» Problem: Copy each line in the data that includes the word "join".

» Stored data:

# # # #

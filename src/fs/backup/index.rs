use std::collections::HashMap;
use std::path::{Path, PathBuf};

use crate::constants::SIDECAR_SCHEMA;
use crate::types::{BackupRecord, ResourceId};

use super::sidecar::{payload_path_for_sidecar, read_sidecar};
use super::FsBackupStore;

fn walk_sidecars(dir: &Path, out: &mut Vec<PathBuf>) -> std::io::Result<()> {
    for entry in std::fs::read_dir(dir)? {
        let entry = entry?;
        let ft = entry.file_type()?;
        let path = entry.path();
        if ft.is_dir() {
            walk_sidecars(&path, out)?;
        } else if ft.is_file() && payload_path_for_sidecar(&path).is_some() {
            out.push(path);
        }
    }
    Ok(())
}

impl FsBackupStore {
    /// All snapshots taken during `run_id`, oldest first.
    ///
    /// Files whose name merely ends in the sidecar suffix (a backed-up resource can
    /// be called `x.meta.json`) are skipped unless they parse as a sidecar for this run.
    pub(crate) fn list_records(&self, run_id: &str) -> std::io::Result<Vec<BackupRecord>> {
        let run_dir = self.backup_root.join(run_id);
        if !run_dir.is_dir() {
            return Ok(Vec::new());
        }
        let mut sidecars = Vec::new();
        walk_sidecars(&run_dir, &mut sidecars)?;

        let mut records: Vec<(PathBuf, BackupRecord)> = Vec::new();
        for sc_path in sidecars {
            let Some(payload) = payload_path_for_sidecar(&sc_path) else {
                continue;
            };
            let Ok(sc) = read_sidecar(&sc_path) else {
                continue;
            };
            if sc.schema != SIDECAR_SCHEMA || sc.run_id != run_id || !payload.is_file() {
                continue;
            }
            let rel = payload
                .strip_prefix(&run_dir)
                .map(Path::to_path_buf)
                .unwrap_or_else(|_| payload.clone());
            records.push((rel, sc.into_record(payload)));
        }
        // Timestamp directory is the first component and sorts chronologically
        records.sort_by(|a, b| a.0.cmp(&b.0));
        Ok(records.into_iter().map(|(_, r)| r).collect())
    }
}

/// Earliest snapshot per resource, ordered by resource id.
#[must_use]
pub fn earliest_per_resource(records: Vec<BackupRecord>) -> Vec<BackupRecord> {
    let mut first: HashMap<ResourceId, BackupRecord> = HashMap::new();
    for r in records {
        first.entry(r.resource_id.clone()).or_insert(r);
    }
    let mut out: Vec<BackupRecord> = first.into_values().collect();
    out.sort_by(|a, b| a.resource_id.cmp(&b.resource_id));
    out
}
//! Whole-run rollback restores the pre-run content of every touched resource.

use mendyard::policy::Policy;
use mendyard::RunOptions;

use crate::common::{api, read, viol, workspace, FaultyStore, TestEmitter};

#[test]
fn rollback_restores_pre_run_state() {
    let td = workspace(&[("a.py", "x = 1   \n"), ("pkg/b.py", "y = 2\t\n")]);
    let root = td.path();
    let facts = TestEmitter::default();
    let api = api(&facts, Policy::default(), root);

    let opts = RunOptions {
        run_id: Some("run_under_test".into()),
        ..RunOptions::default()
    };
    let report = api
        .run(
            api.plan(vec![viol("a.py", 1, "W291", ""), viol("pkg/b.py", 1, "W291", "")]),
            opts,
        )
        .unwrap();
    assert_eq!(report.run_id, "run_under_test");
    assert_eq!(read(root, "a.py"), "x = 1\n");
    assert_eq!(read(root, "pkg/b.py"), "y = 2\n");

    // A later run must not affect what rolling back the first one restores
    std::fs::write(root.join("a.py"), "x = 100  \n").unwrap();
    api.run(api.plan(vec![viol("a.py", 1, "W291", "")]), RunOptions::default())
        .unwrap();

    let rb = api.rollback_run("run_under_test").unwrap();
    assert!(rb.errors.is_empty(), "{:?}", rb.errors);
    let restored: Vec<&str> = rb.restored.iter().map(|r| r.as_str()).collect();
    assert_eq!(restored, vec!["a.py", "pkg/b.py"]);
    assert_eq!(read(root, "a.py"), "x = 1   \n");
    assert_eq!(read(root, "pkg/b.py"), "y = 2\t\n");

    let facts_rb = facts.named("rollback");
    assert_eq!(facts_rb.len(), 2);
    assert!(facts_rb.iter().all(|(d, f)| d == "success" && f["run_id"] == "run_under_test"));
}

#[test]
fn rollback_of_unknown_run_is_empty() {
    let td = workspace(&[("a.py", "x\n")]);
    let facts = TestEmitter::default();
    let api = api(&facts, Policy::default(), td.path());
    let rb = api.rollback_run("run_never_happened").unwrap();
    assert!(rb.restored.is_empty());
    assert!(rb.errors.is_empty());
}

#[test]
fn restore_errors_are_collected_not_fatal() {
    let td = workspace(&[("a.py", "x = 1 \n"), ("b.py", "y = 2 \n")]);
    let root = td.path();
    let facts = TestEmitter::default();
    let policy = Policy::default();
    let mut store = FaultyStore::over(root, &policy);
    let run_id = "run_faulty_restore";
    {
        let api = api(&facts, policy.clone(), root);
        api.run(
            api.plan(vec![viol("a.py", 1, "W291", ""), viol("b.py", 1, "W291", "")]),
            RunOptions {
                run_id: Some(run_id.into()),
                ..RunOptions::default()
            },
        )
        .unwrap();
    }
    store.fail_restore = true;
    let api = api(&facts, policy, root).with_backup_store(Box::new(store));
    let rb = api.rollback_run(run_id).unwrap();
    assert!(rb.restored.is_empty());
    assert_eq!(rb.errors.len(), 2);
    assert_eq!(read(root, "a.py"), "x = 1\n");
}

# # # #

» Solution to this problem:
        let run_dir = self.backup_root.join(run_id);
    std::fs::write(root.join("a.py"), "x = 100  \n").unwrap();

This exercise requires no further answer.